# Input records
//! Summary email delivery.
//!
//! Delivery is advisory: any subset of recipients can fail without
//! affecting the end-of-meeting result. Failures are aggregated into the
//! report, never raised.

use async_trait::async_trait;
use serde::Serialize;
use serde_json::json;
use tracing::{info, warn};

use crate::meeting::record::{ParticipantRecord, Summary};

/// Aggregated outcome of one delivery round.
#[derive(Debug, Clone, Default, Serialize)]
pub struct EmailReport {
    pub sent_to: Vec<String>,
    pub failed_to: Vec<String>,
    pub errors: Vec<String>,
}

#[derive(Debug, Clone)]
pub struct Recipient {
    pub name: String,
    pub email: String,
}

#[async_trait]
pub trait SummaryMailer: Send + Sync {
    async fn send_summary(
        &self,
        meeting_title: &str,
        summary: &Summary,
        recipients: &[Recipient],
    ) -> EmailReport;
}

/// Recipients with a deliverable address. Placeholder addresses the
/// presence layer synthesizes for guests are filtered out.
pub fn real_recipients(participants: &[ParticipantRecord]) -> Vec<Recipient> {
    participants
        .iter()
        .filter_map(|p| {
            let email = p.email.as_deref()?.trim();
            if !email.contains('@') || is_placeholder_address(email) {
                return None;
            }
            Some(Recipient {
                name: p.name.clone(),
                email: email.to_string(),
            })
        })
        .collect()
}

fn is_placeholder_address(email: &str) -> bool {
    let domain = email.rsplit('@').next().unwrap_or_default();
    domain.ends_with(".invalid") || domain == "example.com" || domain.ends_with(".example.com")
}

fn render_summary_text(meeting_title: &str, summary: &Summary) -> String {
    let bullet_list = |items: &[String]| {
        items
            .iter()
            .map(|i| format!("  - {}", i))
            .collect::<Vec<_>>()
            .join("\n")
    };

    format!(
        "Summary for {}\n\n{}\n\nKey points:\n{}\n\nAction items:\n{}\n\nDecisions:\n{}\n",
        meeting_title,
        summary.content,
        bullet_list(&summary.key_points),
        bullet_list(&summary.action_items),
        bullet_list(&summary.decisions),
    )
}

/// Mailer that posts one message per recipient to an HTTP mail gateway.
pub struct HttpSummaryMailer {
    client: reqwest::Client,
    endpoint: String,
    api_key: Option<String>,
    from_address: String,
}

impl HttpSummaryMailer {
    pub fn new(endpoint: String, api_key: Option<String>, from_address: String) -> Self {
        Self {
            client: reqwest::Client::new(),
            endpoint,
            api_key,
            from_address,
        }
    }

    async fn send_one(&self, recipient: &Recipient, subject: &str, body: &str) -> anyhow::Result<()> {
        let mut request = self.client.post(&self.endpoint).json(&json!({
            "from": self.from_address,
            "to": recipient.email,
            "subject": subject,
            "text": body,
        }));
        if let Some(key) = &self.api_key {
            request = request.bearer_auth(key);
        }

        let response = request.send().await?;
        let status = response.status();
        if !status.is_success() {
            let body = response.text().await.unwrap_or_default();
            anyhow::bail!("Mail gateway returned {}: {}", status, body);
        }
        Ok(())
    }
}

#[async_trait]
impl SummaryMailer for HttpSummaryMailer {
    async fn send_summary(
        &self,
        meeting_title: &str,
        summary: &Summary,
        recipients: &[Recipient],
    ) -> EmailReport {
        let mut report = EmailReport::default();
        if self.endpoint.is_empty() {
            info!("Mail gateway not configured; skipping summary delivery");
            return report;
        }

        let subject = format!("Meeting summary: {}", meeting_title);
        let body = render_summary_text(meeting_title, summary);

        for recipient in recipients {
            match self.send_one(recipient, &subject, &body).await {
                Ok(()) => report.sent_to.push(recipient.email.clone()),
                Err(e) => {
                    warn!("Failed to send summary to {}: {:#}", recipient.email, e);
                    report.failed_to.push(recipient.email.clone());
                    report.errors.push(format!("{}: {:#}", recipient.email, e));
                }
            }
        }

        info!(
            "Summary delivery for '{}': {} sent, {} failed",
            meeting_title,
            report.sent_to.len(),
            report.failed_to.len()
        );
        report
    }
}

# Assigned task
In the entries above, find each line with the word "format" and return it.

# Answer space
            .map(|i| format!("  - {}", i))
    format!(
        let subject = format!("Meeting summary: {}", meeting_title);
                    report.errors.push(format!("{}: {:#}", recipient.email, e));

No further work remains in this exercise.